Return only the lines of the listing below that run from the line with "context nudge routed" through the line with "pub fn serialize<S: Serializer>(d: &Duration, s: S)", both ends included, exactly as written.
+++ DATA EXCERPTS
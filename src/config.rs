//! Runtime configuration.
//!
//! The runtime consumes configuration, it does not own it: an embedding
//! application deserializes these structs from wherever it keeps settings and
//! hands them over at construction time. Defaults match a small single-host
//! deployment.

use std::time::Duration;

use serde::{Deserialize, Serialize};

use crate::session::PriorityClass;

/// Per-lane budget for one priority class, per window.
#[derive(Debug, Clone, Copy, Serialize, Deserialize)]
pub struct LaneBudget {
    /// Maximum turns started in one window.
    pub turns: u32,
    /// Maximum tool calls counted in one window.
    pub tool_calls: u32,
}

/// Budgets for all three lanes.
#[derive(Debug, Clone, Copy, Serialize, Deserialize)]
pub struct LaneConfig {
    pub interactive: LaneBudget,
    pub operational: LaneBudget,
    pub maintenance: LaneBudget,
}

impl LaneConfig {
    /// Budget for a priority class.
    pub fn budget(&self, class: PriorityClass) -> LaneBudget {
        match class {
            PriorityClass::Interactive => self.interactive,
            PriorityClass::Operational => self.operational,
            PriorityClass::Maintenance => self.maintenance,
        }
    }
}

impl Default for LaneConfig {
    fn default() -> Self {
        Self {
            interactive: LaneBudget {
                turns: 60,
                tool_calls: 120,
            },
            operational: LaneBudget {
                turns: 30,
                tool_calls: 60,
            },
            maintenance: LaneBudget {
                turns: 10,
                tool_calls: 20,
            },
        }
    }
}

/// Credit economy: how often a session may start a turn.
#[derive(Debug, Clone, Copy, Serialize, Deserialize)]
pub struct CreditConfig {
    /// Upper bound for any session's balance.
    pub max: f64,
    /// Credits added per refill invocation (the runtime refills once a second).
    pub refill_per_second: f64,
    /// Cost of starting one turn, per priority class.
    pub cost_interactive: f64,
    pub cost_operational: f64,
    pub cost_maintenance: f64,
}

impl CreditConfig {
    /// Cost of one turn for a priority class.
    pub fn cost(&self, class: PriorityClass) -> f64 {
        match class {
            PriorityClass::Interactive => self.cost_interactive,
            PriorityClass::Operational => self.cost_operational,
            PriorityClass::Maintenance => self.cost_maintenance,
        }
    }
}

impl Default for CreditConfig {
    fn default() -> Self {
        Self {
            max: 30.0,
            refill_per_second: 1.0,
            cost_interactive: 2.0,
            cost_operational: 1.0,
            cost_maintenance: 1.0,
        }
    }
}

/// What to do when a session's queue is full.
#[derive(Debug, Clone, Copy, PartialEq, Eq, Serialize, Deserialize)]
#[serde(rename_all = "snake_case")]
pub enum DropPolicy {
    /// Evict the single oldest entry, then push the new one.
    DropOldest,
    /// Refuse the new entry.
    DropNewest,
}

/// Bounded per-session event queue settings.
#[derive(Debug, Clone, Copy, Serialize, Deserialize)]
pub struct QueueConfig {
    pub max_per_session: usize,
    pub drop_policy: DropPolicy,
}

impl Default for QueueConfig {
    fn default() -> Self {
        Self {
            max_per_session: 100,
            drop_policy: DropPolicy::DropOldest,
        }
    }
}

/// Scheduler settings.
#[derive(Debug, Clone, Serialize, Deserialize)]
pub struct SchedulerConfig {
    /// Maximum turns running at once, across all sessions.
    pub concurrency: usize,
    pub lanes: LaneConfig,
    pub credits: CreditConfig,
    pub queue: QueueConfig,
    /// How long a turn may run before it is force-failed.
    #[serde(with = "duration_secs")]
    pub turn_timeout: Duration,
    /// Lane counters reset once this window elapses (checked lazily).
    #[serde(with = "duration_secs")]
    pub lane_window: Duration,
}

impl Default for SchedulerConfig {
    fn default() -> Self {
        Self {
            concurrency: 4,
            lanes: LaneConfig::default(),
            credits: CreditConfig::default(),
            queue: QueueConfig::default(),
            turn_timeout: Duration::from_secs(5 * 60),
            lane_window: Duration::from_secs(60),
        }
    }
}

impl SchedulerConfig {
    /// Set the turn timeout.
    pub fn with_turn_timeout(mut self, timeout: Duration) -> Self {
        self.turn_timeout = timeout;
        self
    }

    /// Set the concurrency limit.
    pub fn with_concurrency(mut self, concurrency: usize) -> Self {
        self.concurrency = concurrency;
        self
    }
}

/// One proactive task in the round-robin list.
#[derive(Debug, Clone, Serialize, Deserialize)]
pub struct ProactiveTask {
    pub id: String,
    /// Human-readable purpose; doubles as the content of a context nudge.
    pub description: String,
    /// Direct tool invocation. When absent the task is a context nudge routed
    /// through the ordinary event pipeline.
    pub tool_call: Option<ProactiveToolCall>,
}

/// Tool name and arguments for a direct proactive invocation.
#[derive(Debug, Clone, Serialize, Deserialize)]
pub struct ProactiveToolCall {
    pub name: String,
    pub args: serde_json::Value,
}

/// Proactive loop settings.
#[derive(Debug, Clone, Serialize, Deserialize)]
pub struct ProactiveConfig {
    /// Ordered task list, cycled one task per iteration.
    pub tasks: Vec<ProactiveTask>,
    /// Pause between iterations in milliseconds. A 250ms floor is enforced at
    /// runtime regardless of this value.
    pub pause_ms: u64,
    /// Session that receives the synthetic events.
    pub session_id: String,
    /// Route successful tool results back into the pipeline as events.
    pub emit_tool_results_as_events: bool,
}

impl Default for ProactiveConfig {
    fn default() -> Self {
        Self {
            tasks: Vec::new(),
            pause_ms: 10_000,
            session_id: String::new(),
            emit_tool_results_as_events: true,
        }
    }
}

/// Synthetic tick emitter settings.
#[derive(Debug, Clone, Serialize, Deserialize)]
pub struct TickConfig {
    pub enabled: bool,
    #[serde(with = "duration_secs")]
    pub interval: Duration,
    /// Session the ticks are addressed to.
    pub session_id: String,
}

impl Default for TickConfig {
    fn default() -> Self {
        Self {
            enabled: false,
            interval: Duration::from_secs(15),
            session_id: String::new(),
        }
    }
}

/// Top-level runtime configuration.
#[derive(Debug, Clone, Default, Serialize, Deserialize)]
pub struct RuntimeConfig {
    pub scheduler: SchedulerConfig,
    pub proactive: ProactiveConfig,
    pub tick: TickConfig,
}

mod duration_secs {
    use std::time::Duration;

    use serde::{Deserialize, Deserializer, Serializer};

    pub fn serialize<S: Serializer>(d: &Duration, s: S) -> Result<S::Ok, S::Error> {
        s.serialize_u64(d.as_secs())
    }

    pub fn deserialize<'de, D: Deserializer<'de>>(d: D) -> Result<Duration, D::Error> {
        Ok(Duration::from_secs(u64::deserialize(d)?))
    }
}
++++++
_RESPONSE AREA_
    /// Direct tool invocation. When absent the task is a context nudge routed
    /// through the ordinary event pipeline.
    pub tool_call: Option<ProactiveToolCall>,
}

/// Tool name and arguments for a direct proactive invocation.
#[derive(Debug, Clone, Serialize, Deserialize)]
pub struct ProactiveToolCall {
    pub name: String,
    pub args: serde_json::Value,
}

/// Proactive loop settings.
#[derive(Debug, Clone, Serialize, Deserialize)]
pub struct ProactiveConfig {
    /// Ordered task list, cycled one task per iteration.
    pub tasks: Vec<ProactiveTask>,
    /// Pause between iterations in milliseconds. A 250ms floor is enforced at
    /// runtime regardless of this value.
    pub pause_ms: u64,
    /// Session that receives the synthetic events.
    pub session_id: String,
    /// Route successful tool results back into the pipeline as events.
    pub emit_tool_results_as_events: bool,
}

impl Default for ProactiveConfig {
    fn default() -> Self {
        Self {
            tasks: Vec::new(),
            pause_ms: 10_000,
            session_id: String::new(),
            emit_tool_results_as_events: true,
        }
    }
}

/// Synthetic tick emitter settings.
#[derive(Debug, Clone, Serialize, Deserialize)]
pub struct TickConfig {
    pub enabled: bool,
    #[serde(with = "duration_secs")]
    pub interval: Duration,
    /// Session the ticks are addressed to.
    pub session_id: String,
}

impl Default for TickConfig {
    fn default() -> Self {
        Self {
            enabled: false,
            interval: Duration::from_secs(15),
            session_id: String::new(),
        }
    }
}

/// Top-level runtime configuration.
#[derive(Debug, Clone, Default, Serialize, Deserialize)]
pub struct RuntimeConfig {
    pub scheduler: SchedulerConfig,
    pub proactive: ProactiveConfig,
    pub tick: TickConfig,
}

mod duration_secs {
    use std::time::Duration;

    use serde::{Deserialize, Deserializer, Serializer};

    pub fn serialize<S: Serializer>(d: &Duration, s: S) -> Result<S::Ok, S::Error> {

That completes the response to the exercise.